The crosslinking system can also select epoxy acrylate monomers as a crosslinking agent, wherein the epoxy acrylate monomers comprise one or more of but not limited to tetrahydrofuran methacrylate, glycerol formal methacrylate, 2-acrylic acid (tetrahydro-2-furyl) methyl ester, (2-ethyl-2-methyl-1, 3-dioxopentyl-4-yl) acrylate, cyclotrimethylolpropane formal acrylate and 3-ethyl-3-epoxypropyl (methyl) methyl acrylate.

Antioxidant: the antioxidant comprises BHT (2, 6-di-tert-butyl-4-methylphenol), SONGNOOX 1010, light stabilizer 384-2, antioxidant 1520L and the like which are commonly used. The antioxidant is used for enhancing the aging resistance of the product.

In addition, a tackifier component can be added: the tackifier comprises rosin resin, C5-C9 resin, terpene resin and the like, and is used for enhancing the attaching performance and the stripping force of the product.

As a specific embodiment, the branching monomer in the polymer is selected from multifunctional double-bond acrylate monomers.

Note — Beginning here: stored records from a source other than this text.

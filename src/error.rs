//! Error taxonomy for the query pipeline.
//!
//! The three failure kinds a caller must tell apart (upstream failure,
//! broken upstream contract, nothing found) stay separate variants all the
//! way out of [`crate::Aggregator::query`].

use thiserror::Error;

/// A single upstream GET failed before any payload could be normalized.
#[derive(Error, Debug)]
pub enum UpstreamError {
    #[error("request to {url} failed: {source}")]
    Network {
        url: String,
        #[source]
        source: reqwest::Error,
    },

    #[error("{url} returned status {status}: {body}")]
    Status {
        url: String,
        status: u16,
        body: String,
    },

    #[error("response from {url} is not valid JSON: {source}")]
    Body {
        url: String,
        #[source]
        source: serde_json::Error,
    },
}

/// Upstream payload did not have the shape a normalizer relies on.
///
/// This signals a provider contract change, not a transient fault.
#[derive(Error, Debug, Clone, PartialEq, Eq)]
#[error("{provider} payload rejected: {reason}")]
pub struct NormalizationError {
    pub provider: &'static str,
    pub reason: String,
}

impl NormalizationError {
    pub fn new(provider: &'static str, reason: impl Into<String>) -> Self {
        Self {
            provider,
            reason: reason.into(),
        }
    }

    /// A required field was absent.
    pub fn missing(provider: &'static str, field: &str) -> Self {
        Self::new(provider, format!("missing required field `{}`", field))
    }

    /// A field was present but its value could not be interpreted.
    pub fn invalid(provider: &'static str, field: &str, value: impl std::fmt::Display) -> Self {
        Self::new(provider, format!("invalid value for `{}`: {}", field, value))
    }
}

/// Error returned by the aggregator for a logical query.
#[derive(Error, Debug)]
pub enum QueryError {
    #[error("upstream unavailable: {0}")]
    Upstream(#[from] UpstreamError),

    #[error(transparent)]
    Normalization(#[from] NormalizationError),

    /// Well-formed request with no matching data. A normal negative result.
    #[error("not found: {0}")]
    NotFound(String),

    /// Rejected before any fetch; the caller must change the request.
    #[error("invalid query: {0}")]
    InvalidQuery(String),
}

impl QueryError {
    /// Only upstream failures are worth retrying later.
    pub fn is_transient(&self) -> bool {
        matches!(self, QueryError::Upstream(_))
    }

    /// Short machine-readable code used by the HTTP surface.
    pub fn code(&self) -> &'static str {
        match self {
            QueryError::Upstream(_) => "upstream_error",
            QueryError::Normalization(_) => "normalization_error",
            QueryError::NotFound(_) => "not_found",
            QueryError::InvalidQuery(_) => "invalid_query",
        }
    }
}

pub type Result<T> = std::result::Result<T, QueryError>;

#[cfg(test)]
mod tests {
    use super::*;

    #[test]
    fn test_only_upstream_is_transient() {
        let upstream = QueryError::Upstream(UpstreamError::Status {
            url: "http://example.test".to_string(),
            status: 503,
            body: String::new(),
        });
        assert!(upstream.is_transient());
        assert!(!QueryError::NotFound("no game".into()).is_transient());
        assert!(!QueryError::from(NormalizationError::missing("live-score", "status")).is_transient());
    }

    #[test]
    fn test_normalization_message_names_field() {
        let err = NormalizationError::missing("multi-division", "home.names");
        assert_eq!(
            err.to_string(),
            "multi-division payload rejected: missing required field `home.names`"
        );
        assert_eq!(QueryError::from(err).code(), "normalization_error");
    }
}
//! HTTP surface: health, operator cache clear and the query endpoint.

use crate::aggregator::Aggregator;
use crate::error::QueryError;
use crate::query::{QueryKind, QueryParams};
use axum::{
    extract::{Path, Query, State},
    http::StatusCode,
    response::{IntoResponse, Response},
    routing::{get, post},
    Json, Router,
};
use serde_json::json;
use std::sync::Arc;
use tracing::info;

const DEGRADED_AFTER: usize = 5;
const UNAVAILABLE_AFTER: usize = 10;

pub fn router(aggregator: Arc<Aggregator>) -> Router {
    Router::new()
        .route("/health", get(health_handler))
        .route("/admin/cache/clear", post(clear_cache_handler))
        .route("/v1/:kind", get(query_handler))
        .with_state(aggregator)
}

/// Health check handler
async fn health_handler(State(aggregator): State<Arc<Aggregator>>) -> (StatusCode, Json<serde_json::Value>) {
    let providers = aggregator.status().await;
    let worst = providers
        .iter()
        .map(|p| p.health.consecutive_upstream_errors)
        .max()
        .unwrap_or(0);

    let status = if worst > DEGRADED_AFTER { "degraded" } else { "ok" };
    let http_status = if worst > UNAVAILABLE_AFTER {
        StatusCode::SERVICE_UNAVAILABLE
    } else {
        StatusCode::OK
    };

    (
        http_status,
        Json(json!({
            "service": "sports-aggregator",
            "version": env!("CARGO_PKG_VERSION"),
            "status": status,
            "providers": providers,
        })),
    )
}

async fn clear_cache_handler(State(aggregator): State<Arc<Aggregator>>) -> Json<serde_json::Value> {
    let cleared = aggregator.clear_all().await;
    info!("Cache cleared by operator request");
    Json(json!({ "cleared": cleared }))
}

async fn query_handler(
    State(aggregator): State<Arc<Aggregator>>,
    Path(kind): Path<String>,
    Query(params): Query<QueryParams>,
) -> Response {
    let kind = match kind.parse::<QueryKind>() {
        Ok(kind) => kind,
        Err(e) => return QueryError::InvalidQuery(e).into_response(),
    };
    match aggregator.query(kind, &params).await {
        Ok(result) => Json(&*result).into_response(),
        Err(e) => e.into_response(),
    }
}

impl IntoResponse for QueryError {
    fn into_response(self) -> Response {
        let status = match &self {
            QueryError::NotFound(_) => StatusCode::NOT_FOUND,
            QueryError::InvalidQuery(_) => StatusCode::BAD_REQUEST,
            QueryError::Upstream(_) | QueryError::Normalization(_) => StatusCode::BAD_GATEWAY,
        };
        let body = json!({
            "error": self.code(),
            "message": self.to_string(),
            "transient": self.is_transient(),
        });
        (status, Json(body)).into_response()
    }
}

As a specific embodiment, the multifunctional double bond acrylate monomer includes, but is not limited to, one or more of trimethylolpropane tri (meth) acrylate, tripentaerythritol octaacrylate, ethoxylated trimethylolpropane triacrylate, pentaerythritol tetraacrylate, trimethylolpropane triacrylate, pentaerythritol triacrylate.

Preferably, the polymer is obtained by polymerizing raw materials comprising the following components in parts by weight: 50-70 parts of low-Tg long-chain branched (methyl) acrylate monomer, 15-30 parts of high-Tg (methyl) acrylate monomer, 5-15 parts of hydroxyl-containing (methyl) acrylate monomer, 15-20 parts of functional acrylate monomer and 0.1-2 parts of branched monomer.

The low Tg long chain branched (meth) acrylate monomers include, but are not limited to, one or more of isooctyl acrylate, n-butyl acrylate, isobutyl acrylate, t-butyl acrylate, isononyl acrylate, tridecyl (meth) acrylate, heptadecyl (meth) acrylate, octadecyl (meth) acrylate, eicosyl (meth) acrylate, isostearyl (meth) acrylate, lauryl acrylate, isodecyl acrylate.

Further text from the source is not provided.